Links - September 7, 2006
Musing about social software in enterprises
JP Rangaswami with a hilarious and very insightful post about the enterprise and its reactions to social software. Here’s one of his definitions:
Stockholmers: Similar to hostages forming an attachment to their captor (despite the invidiousness of their position) there is an enterprise tendency to form deep-rooted and long-lasting relationships with lock-in vendors. This syndrome comes in two flavours: Temporary and Permanent. The Temporary one is less intense, fading when there is a change of management on the enterprise side. The Permanent version is a real feat of engineering, able to withstand multiple changes of management. Nobody gets fired for buying locks. What social software does is threaten to release the hostages from their secure jails
Sure it is only a brochure ware site at the moment, but it has the best marketing pitch I have ever seen for what looks to be a wiki. And that is not to deride these guys. In fact, I mean it as a high complement. If social software tools are going to be adopted broadly within the enterprise, they must be iPod easy. There were plenty of mp3 players before iPod. But none made the idea of a digital music player so easy and so attractive.
Cyn.in’s flash tour gives business users an obvious, appealing and straightforward description of what it does, why it will be a benefit, and what they can deliver.
Is this marketing going to be the key differentiator for enterprise sales? I’m not sure. Enterprise Movable Type can do much of this. iUpload can already do, has done it for 7 years, and has massive customers, including 2 of the Big-4 Audit/Consulting firms, several banks and McDonalds.

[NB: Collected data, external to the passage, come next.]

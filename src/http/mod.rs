//! HTTP boundary: the admission API and response translation.

mod response;
mod server;
mod service;

pub use response::{
    ban_message, ban_result, limit_message, quota_headers, too_many_requests, RateLimitedBody,
};
pub use server::HttpServer;
pub use service::AppState;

For a small business, Joyent already has most of the cyn.in functionality, plus calendars, web email, contacts, and activity based work flows.

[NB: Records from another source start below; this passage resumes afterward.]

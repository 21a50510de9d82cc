//! Abuse escalation tracking.
//!
//! A stateful escalation model layered on the same store as the rate
//! limiter: violations accumulate per identifier, decay after a day of
//! inactivity, and escalate repeat offenders into a timed ban. Transitions
//! are monotonic except for decay-on-read and the explicit manual clear;
//! nothing un-bans an identifier before `banned_until` elapses.

use std::sync::Arc;

use serde::{Deserialize, Serialize};
use tracing::{info, warn};

use crate::error::{GatewardError, Result};
use crate::ratelimit::unix_now;
use crate::store::Store;

/// Inactivity period after which a violation count reads as zero.
pub const DECAY_WINDOW_SECS: u64 = 86_400;
/// Violation count at which an identifier is banned.
pub const BAN_THRESHOLD: u64 = 5;
/// How long a ban lasts.
pub const BAN_DURATION_SECS: u64 = 86_400;

/// Per-identifier abuse state persisted at `abuse:{identifier}`.
#[derive(Debug, Clone, PartialEq, Eq, Serialize, Deserialize)]
pub struct AbuseState {
    /// Violations on record, before decay is applied
    pub violations: u64,
    /// When the last violation was recorded, epoch seconds
    pub last_violation: u64,
    /// End of the active ban, if one was ever applied
    pub banned_until: Option<u64>,
}

impl AbuseState {
    /// The state of an identifier with no history.
    pub fn fresh() -> Self {
        Self {
            violations: 0,
            last_violation: 0,
            banned_until: None,
        }
    }

    /// Whether the identifier is banned as of `now`.
    pub fn is_banned_at(&self, now: u64) -> bool {
        self.banned_until.is_some_and(|until| until > now)
    }

    /// Whether the identifier is currently banned.
    pub fn is_banned(&self) -> bool {
        self.is_banned_at(unix_now())
    }

    /// Seconds of ban left as of `now`; zero when not banned.
    pub fn ban_remaining_at(&self, now: u64) -> u64 {
        match self.banned_until {
            Some(until) if until > now => until - now,
            _ => 0,
        }
    }

    /// Seconds of ban currently left; zero when not banned.
    pub fn ban_remaining(&self) -> u64 {
        self.ban_remaining_at(unix_now())
    }

    /// Apply inactivity decay: a stale violation count reads as zero.
    ///
    /// The ban field is never touched here; only expiry or an explicit
    /// clear ends a ban.
    fn decayed(mut self, now: u64) -> Self {
        if now.saturating_sub(self.last_violation) > DECAY_WINDOW_SECS {
            self.violations = 0;
        }
        self
    }

    /// Parse persisted state, treating malformed payloads as absent.
    fn from_json(raw: &str) -> Option<Self> {
        serde_json::from_str(raw).ok()
    }
}

/// What one `record_violation` call did.
#[derive(Debug, Clone, PartialEq, Eq, Serialize)]
pub struct ViolationOutcome {
    /// Violation count after this call, decay applied
    pub violations: u64,
    /// First offense: the caller should surface a notice
    pub warning: bool,
    /// This call escalated the identifier into a ban
    pub banned: bool,
    /// End of the active ban, if any
    #[serde(skip_serializing_if = "Option::is_none")]
    pub banned_until: Option<u64>,
}

impl ViolationOutcome {
    /// Outcome reported when the store is unreachable: no state was
    /// recorded, so no notice and no ban are signalled.
    fn fail_open() -> Self {
        Self {
            violations: 0,
            warning: false,
            banned: false,
            banned_until: None,
        }
    }
}

/// The storage key for an identifier's abuse state.
fn abuse_key(identifier: &str) -> String {
    format!("abuse:{}", identifier)
}

/// Store-backed violation counter with escalation to timed bans.
pub struct AbuseTracker {
    store: Arc<dyn Store>,
}

impl AbuseTracker {
    /// Create an abuse tracker over the given store.
    pub fn new(store: Arc<dyn Store>) -> Self {
        Self { store }
    }

    /// Read the identifier's state with decay applied.
    ///
    /// Fails open: a store error or malformed record reads as fresh state.
    pub async fn get_state(&self, identifier: &str) -> AbuseState {
        self.get_state_at(identifier, unix_now()).await
    }

    /// [`get_state`](Self::get_state) with an explicit clock, for tests.
    pub(crate) async fn get_state_at(&self, identifier: &str, now: u64) -> AbuseState {
        match self.load(identifier).await {
            Ok(state) => state.decayed(now),
            Err(e) => {
                warn!(identifier, error = %e, "Store failure reading abuse state");
                AbuseState::fresh()
            }
        }
    }

    /// Count one violation against the identifier.
    ///
    /// The first violation signals a warning; the fifth (without decay in
    /// between) escalates to a [`BAN_DURATION_SECS`] ban. Violations in
    /// between accumulate silently. Never returns an error: a store failure
    /// records nothing and signals nothing.
    pub async fn record_violation(&self, identifier: &str) -> ViolationOutcome {
        self.record_violation_at(identifier, unix_now()).await
    }

    /// [`record_violation`](Self::record_violation) with an explicit clock.
    pub(crate) async fn record_violation_at(&self, identifier: &str, now: u64) -> ViolationOutcome {
        match self.try_record(identifier, now).await {
            Ok(outcome) => outcome,
            Err(e) => {
                warn!(identifier, error = %e, "Store failure recording violation");
                ViolationOutcome::fail_open()
            }
        }
    }

    /// Remove the identifier's abuse state entirely (manual unban).
    pub async fn clear(&self, identifier: &str) -> Result<()> {
        info!(identifier, "Clearing abuse state");
        self.store.delete(&abuse_key(identifier)).await
    }

    async fn load(&self, identifier: &str) -> Result<AbuseState> {
        let state = self
            .store
            .get(&abuse_key(identifier))
            .await?
            .and_then(|raw| AbuseState::from_json(&raw))
            .unwrap_or_else(AbuseState::fresh);
        Ok(state)
    }

    async fn try_record(&self, identifier: &str, now: u64) -> Result<ViolationOutcome> {
        let state = self.load(identifier).await?.decayed(now);

        let violations = state.violations + 1;
        let mut banned_until = state.banned_until;
        let mut banned = false;

        if violations >= BAN_THRESHOLD && !state.is_banned_at(now) {
            let until = now + BAN_DURATION_SECS;
            banned_until = Some(until);
            banned = true;
            warn!(
                identifier,
                violations,
                banned_until = until,
                "Identifier banned after repeated violations"
            );
        }

        let next = AbuseState {
            violations,
            last_violation: now,
            banned_until,
        };

        // The record must outlive any active ban, not just the decay window.
        let ttl = match banned_until {
            Some(until) if until > now => DECAY_WINDOW_SECS.max(until - now),
            _ => DECAY_WINDOW_SECS,
        };

        let payload = serde_json::to_string(&next)
            .map_err(|e| GatewardError::Store(format!("encode abuse state: {e}")))?;
        self.store
            .put(&abuse_key(identifier), &payload, ttl)
            .await?;

        Ok(ViolationOutcome {
            violations,
            warning: violations == 1,
            banned,
            banned_until,
        })
    }
}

If Cyn.in’s product matches the quality of their marketing, it could be interesting.
The CIA on Blogging
D. Calvin Andrus has written a really interesting paper called The Wiki and the Blog: Toward a Complex Adaptive Intelligence Community
Technorati Tags: Enterprise+2.0, innovation, wiki



Hi rod,
That is probably the best compliment I have received in a long time. Let me explain: Cynapse (the company making cyn.in) has been in business of delivering technology for longer than 5 years now. During our entire existence we have been labeled as the geeky company that speaks jargon mumbo-jumbo and builds high tech stuff.
We were pretty proud of this image but soon realized it to be our biggest inhibitor to business. 40% of our clients are in India, and selling technology to the Indian Enterprise is very different from the American counterpart. Especially after the dot com collapse, high tech stuff do not intrigue them anymore. Not enough to sign the contract. The only thing they need to see is Instant ROI. Cynapse has been building custom web based collaboration systems based on forums that behave like wikis and look like blogs and sync with PDAs since the last 5 years. We spend a lot of that time explaining to the Human Resource of large enterprises about why they *need* an internal web based forum or an Instant messenger with SMS & H.323 integration.
About 3 years back I decided to turn our stance around from being a bunch of cryptic technology hackers and geeks to an organization that builds simple, easy to understand, usable technology. That’s when we set our headline to be “Cynapse invents technology that applies to and benefits everyday life”. We applied this theory to our next product: SyncNotes (www.syncnotes.com). Our technology pretty much reflected it but our marketing and communication completely lacked one thing: The demonstration of how SyncNotes could be used to solve real life problems. Most people shunned it as just a desktop sticky-note taking widget. Were as we were pitching: ubiquitous information availability using any kind of device. I learned a lot from Apple, who may not be the most successful one in its space, but I don’t think any one can challenge Apple in the ease in which they communicate their technology and its benefits to their customers. Things are pretty much presented based on just what the *user* would like to do. Unlike say in Linux where the interface structure is a reflection of the namespace of the architecture behind it. I remember one change we made to our system was that, even internally, we replaced the usage of the word “user” to “customer” So that even when we design technology, we focus on what the customer wants to see. No we are not a Mac company, in fact we are dominantly Microsoft users along with using every other technology on the planet. I use a lot of Linux too… I like it, because I am a geek. I like the fact that I have absolute control over every single pixel on my screen. My customers however have better things to do. The real customer is just looking for “how can this better the way I do my business”. And he is not going to spend much time with your product to figure this out. Especially in today’s world where there are a million other products to choose from.
cyn.in is the most promising offering we have ever had, because apart from inheriting a rocket science technology base from all our previous work, It has been designed to very simply communicate with its customers. Probably because we did not have the luxury of selling to the enthusiastic American Enterprise, who would relate to us when we said “The RSS Feeds even support enclosures!”
Wow! That’s a long comment! Well maybe that’s because I am flattered by your post :) A year back I took it upon myself to better the way we communicate our products to our customers and potential customers. I guess I just earned the first star!